WHAT YOU SHOULD DO =>
Look through the entries below and report every line that has "array".

Records drawn from a dataset:
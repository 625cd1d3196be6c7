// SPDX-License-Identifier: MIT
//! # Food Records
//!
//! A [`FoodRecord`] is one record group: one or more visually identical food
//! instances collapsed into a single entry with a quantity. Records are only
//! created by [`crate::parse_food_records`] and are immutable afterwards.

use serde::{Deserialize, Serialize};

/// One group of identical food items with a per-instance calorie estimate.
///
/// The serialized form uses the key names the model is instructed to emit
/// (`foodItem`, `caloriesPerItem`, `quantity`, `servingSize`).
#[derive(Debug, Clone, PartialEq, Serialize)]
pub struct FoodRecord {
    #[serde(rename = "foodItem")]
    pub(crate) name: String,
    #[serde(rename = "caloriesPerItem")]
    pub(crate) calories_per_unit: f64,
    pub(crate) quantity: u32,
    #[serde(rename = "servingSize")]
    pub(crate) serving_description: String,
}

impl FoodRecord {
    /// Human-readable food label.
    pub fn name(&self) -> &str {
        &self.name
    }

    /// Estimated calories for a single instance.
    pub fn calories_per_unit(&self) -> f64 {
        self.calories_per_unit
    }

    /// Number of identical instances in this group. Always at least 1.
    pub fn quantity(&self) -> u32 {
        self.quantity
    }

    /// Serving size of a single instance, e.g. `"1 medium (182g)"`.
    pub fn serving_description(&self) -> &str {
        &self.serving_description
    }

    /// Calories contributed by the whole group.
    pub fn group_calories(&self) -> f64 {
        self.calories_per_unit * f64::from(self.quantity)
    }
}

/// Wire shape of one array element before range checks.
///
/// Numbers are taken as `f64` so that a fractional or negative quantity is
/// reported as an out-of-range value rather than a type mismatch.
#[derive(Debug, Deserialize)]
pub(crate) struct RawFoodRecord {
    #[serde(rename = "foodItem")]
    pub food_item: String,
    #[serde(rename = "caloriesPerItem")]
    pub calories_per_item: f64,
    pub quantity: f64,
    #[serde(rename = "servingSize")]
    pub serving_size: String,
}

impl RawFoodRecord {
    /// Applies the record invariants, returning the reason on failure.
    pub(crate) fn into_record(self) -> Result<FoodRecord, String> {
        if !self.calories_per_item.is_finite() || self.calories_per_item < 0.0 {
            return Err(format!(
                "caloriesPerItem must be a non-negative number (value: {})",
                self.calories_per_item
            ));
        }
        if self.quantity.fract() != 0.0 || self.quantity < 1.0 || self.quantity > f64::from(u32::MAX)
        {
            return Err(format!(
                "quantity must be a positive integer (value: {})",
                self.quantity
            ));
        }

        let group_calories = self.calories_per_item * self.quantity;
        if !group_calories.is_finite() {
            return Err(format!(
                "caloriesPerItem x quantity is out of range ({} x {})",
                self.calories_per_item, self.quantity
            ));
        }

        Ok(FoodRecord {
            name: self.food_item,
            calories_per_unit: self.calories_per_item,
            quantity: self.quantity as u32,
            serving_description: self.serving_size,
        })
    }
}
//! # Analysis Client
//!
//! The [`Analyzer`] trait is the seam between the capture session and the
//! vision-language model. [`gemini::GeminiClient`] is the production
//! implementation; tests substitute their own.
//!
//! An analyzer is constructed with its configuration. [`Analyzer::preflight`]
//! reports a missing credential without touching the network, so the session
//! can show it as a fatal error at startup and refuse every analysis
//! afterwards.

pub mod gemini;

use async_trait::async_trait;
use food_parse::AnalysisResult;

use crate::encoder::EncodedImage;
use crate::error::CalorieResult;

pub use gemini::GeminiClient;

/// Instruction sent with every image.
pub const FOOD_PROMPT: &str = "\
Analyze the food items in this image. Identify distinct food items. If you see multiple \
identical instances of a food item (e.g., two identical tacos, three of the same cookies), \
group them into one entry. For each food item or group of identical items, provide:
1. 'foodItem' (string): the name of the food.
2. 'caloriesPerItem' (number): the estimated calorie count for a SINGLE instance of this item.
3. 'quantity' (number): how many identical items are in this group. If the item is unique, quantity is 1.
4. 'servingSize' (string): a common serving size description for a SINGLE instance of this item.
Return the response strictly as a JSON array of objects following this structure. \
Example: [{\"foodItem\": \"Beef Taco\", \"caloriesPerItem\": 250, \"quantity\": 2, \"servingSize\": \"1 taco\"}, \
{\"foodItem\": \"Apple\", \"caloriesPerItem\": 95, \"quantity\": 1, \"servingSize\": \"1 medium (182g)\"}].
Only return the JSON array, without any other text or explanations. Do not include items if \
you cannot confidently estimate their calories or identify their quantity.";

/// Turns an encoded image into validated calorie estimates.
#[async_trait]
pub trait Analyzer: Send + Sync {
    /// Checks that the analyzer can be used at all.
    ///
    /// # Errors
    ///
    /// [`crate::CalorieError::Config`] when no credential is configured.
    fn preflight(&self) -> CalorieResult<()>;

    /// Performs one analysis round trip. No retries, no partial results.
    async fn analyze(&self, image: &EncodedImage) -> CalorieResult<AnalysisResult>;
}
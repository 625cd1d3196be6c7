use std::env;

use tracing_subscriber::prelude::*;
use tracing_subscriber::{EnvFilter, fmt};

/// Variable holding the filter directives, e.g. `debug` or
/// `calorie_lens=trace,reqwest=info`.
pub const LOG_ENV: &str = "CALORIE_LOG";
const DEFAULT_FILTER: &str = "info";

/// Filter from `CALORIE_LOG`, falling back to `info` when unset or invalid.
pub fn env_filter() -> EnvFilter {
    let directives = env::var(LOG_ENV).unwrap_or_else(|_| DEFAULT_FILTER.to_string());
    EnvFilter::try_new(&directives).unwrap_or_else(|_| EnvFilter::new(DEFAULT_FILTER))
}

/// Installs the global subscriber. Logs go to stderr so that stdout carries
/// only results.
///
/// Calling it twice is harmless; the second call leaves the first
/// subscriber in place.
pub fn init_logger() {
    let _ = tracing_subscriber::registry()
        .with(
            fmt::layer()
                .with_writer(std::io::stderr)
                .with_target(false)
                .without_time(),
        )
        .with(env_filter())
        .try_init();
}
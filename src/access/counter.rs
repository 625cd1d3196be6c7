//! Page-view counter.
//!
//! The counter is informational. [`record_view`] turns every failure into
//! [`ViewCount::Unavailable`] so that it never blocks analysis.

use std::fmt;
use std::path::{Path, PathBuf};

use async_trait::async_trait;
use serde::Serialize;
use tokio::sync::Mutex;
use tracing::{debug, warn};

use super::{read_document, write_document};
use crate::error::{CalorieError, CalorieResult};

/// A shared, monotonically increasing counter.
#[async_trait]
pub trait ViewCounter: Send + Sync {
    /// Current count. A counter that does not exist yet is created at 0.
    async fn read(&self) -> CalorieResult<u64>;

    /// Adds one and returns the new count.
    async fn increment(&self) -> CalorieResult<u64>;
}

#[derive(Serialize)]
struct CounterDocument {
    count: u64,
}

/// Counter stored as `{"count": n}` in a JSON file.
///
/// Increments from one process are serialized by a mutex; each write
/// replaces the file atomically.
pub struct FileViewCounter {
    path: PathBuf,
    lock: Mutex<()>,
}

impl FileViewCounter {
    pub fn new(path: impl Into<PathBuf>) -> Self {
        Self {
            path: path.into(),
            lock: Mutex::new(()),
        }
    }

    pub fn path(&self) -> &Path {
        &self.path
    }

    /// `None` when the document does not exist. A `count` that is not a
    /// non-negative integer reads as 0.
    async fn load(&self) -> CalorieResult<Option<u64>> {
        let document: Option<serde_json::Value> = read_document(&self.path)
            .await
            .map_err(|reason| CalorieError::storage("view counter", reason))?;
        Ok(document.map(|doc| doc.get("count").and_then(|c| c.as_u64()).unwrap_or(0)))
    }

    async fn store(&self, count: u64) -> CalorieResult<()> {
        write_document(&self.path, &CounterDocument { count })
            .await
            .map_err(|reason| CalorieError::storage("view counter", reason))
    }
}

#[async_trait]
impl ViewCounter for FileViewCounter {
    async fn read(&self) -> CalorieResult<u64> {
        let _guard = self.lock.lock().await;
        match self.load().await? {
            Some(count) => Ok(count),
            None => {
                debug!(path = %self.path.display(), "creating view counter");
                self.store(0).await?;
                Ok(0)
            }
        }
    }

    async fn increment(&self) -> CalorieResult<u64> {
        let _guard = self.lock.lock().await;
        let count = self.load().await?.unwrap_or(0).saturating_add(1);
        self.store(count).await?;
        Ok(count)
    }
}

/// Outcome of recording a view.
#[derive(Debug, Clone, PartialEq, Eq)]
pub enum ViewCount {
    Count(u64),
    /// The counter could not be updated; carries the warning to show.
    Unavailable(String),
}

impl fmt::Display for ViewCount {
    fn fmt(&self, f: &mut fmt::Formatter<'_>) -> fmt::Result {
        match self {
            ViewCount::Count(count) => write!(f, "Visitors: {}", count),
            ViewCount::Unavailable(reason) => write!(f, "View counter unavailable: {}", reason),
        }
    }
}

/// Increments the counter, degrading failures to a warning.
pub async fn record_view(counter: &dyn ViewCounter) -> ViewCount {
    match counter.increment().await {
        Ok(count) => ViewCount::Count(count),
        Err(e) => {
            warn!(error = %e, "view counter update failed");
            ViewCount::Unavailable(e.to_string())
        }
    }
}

TASK OUTPUT =>
/// Wire shape of one array element before range checks.
Return the response strictly as a JSON array of objects following this structure. \
Only return the JSON array, without any other text or explanations. Do not include items if \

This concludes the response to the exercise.